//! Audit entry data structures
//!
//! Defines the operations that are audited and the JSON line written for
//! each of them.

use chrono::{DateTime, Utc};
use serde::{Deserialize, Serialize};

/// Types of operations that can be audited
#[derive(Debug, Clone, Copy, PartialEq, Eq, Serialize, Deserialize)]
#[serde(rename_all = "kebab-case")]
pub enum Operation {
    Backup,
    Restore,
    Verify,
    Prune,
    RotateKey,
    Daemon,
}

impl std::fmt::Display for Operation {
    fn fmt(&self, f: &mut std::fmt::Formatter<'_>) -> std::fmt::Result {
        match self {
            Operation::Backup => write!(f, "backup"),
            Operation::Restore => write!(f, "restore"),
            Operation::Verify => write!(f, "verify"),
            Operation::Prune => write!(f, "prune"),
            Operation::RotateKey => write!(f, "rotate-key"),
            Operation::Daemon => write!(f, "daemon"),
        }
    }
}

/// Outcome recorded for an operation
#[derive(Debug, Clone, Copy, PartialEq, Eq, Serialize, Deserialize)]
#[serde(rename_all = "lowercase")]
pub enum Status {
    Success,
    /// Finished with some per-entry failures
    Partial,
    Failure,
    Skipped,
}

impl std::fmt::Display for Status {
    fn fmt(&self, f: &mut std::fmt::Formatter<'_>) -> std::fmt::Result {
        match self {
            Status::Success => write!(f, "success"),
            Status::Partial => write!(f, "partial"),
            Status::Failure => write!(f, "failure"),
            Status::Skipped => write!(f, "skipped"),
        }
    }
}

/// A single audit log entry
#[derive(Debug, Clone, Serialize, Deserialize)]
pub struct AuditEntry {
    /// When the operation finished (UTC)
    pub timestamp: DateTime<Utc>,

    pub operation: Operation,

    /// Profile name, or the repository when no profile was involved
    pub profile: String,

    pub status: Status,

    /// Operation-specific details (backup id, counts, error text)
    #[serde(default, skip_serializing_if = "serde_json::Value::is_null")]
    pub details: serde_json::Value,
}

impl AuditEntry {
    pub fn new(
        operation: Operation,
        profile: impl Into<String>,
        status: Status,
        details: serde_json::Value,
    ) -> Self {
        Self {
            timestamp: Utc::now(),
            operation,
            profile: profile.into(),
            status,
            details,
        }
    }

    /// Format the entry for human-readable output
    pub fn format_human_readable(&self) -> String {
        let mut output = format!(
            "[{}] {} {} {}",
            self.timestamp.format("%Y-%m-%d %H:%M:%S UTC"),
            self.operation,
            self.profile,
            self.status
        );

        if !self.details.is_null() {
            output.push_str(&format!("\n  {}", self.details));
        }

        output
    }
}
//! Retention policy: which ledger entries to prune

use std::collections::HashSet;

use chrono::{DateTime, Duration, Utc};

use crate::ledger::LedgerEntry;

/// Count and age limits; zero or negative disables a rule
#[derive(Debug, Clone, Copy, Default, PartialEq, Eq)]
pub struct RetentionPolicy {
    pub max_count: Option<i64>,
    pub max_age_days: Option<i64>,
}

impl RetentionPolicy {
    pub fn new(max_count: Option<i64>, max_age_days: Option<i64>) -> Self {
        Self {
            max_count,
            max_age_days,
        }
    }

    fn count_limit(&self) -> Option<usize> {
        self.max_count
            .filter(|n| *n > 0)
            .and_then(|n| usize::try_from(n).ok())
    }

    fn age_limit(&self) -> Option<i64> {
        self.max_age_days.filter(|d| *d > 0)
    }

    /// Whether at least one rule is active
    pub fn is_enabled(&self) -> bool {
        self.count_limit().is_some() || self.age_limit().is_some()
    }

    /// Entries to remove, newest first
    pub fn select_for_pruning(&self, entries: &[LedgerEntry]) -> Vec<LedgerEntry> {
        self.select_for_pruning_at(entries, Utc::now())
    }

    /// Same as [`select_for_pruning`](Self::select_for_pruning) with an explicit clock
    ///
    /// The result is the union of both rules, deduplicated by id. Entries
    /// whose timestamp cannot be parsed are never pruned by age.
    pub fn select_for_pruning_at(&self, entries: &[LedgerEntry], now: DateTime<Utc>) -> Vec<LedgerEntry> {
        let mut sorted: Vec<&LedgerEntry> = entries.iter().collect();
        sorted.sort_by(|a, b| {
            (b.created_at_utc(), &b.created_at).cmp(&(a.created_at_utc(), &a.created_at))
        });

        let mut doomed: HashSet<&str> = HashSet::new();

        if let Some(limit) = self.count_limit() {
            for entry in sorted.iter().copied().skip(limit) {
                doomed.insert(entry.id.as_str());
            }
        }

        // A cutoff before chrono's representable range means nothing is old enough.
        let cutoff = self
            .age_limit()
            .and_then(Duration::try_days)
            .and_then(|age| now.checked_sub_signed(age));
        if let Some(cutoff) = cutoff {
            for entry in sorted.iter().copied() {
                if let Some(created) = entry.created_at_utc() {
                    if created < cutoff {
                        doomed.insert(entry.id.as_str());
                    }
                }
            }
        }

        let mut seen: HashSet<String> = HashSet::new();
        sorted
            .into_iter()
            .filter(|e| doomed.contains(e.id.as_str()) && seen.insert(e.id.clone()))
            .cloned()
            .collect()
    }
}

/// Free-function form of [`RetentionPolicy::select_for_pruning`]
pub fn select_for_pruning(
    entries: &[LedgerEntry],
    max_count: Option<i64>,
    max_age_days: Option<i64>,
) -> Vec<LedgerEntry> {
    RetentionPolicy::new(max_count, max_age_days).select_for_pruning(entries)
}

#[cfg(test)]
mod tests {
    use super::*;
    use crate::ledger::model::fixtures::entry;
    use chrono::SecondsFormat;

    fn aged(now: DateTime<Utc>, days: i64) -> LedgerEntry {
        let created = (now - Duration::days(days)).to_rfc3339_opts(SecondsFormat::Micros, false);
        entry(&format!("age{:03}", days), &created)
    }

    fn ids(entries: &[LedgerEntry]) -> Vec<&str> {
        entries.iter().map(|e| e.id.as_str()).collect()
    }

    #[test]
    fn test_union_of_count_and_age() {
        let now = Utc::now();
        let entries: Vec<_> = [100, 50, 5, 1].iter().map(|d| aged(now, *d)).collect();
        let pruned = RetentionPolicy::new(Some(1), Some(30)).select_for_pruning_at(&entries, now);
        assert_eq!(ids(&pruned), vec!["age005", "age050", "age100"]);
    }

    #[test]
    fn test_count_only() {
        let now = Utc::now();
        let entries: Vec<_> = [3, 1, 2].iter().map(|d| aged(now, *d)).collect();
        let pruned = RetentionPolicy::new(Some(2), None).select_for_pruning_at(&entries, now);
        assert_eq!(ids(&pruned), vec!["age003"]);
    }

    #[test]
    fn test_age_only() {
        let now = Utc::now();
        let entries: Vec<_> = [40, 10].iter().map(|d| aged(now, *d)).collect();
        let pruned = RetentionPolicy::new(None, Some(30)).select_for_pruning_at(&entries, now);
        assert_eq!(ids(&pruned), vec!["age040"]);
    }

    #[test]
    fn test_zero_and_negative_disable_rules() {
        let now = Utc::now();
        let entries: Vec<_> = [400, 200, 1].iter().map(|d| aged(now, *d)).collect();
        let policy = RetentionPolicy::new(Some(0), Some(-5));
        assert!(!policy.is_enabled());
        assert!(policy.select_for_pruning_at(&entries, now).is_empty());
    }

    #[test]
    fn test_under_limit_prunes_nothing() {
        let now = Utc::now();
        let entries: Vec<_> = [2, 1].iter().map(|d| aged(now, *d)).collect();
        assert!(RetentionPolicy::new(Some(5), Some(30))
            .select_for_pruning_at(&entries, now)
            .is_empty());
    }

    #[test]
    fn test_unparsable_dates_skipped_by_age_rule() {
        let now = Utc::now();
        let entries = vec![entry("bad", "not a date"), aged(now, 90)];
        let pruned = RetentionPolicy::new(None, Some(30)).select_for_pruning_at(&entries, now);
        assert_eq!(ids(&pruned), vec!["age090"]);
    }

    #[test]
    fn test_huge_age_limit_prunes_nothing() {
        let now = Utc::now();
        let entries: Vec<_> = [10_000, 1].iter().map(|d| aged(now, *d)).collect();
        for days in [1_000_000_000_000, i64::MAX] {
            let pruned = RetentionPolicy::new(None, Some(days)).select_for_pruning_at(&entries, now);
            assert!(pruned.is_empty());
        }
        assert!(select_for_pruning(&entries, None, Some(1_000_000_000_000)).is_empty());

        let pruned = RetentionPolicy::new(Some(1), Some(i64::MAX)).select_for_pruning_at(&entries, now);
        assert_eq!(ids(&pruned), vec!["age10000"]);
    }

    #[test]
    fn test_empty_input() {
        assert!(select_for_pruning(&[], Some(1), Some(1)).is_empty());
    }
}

### YOUR OBJECTIVE
What lines in the material include the string "crate"? Pull each one out.

### SOLUTION
use crate::ledger::LedgerEntry;
    use crate::ledger::model::fixtures::entry;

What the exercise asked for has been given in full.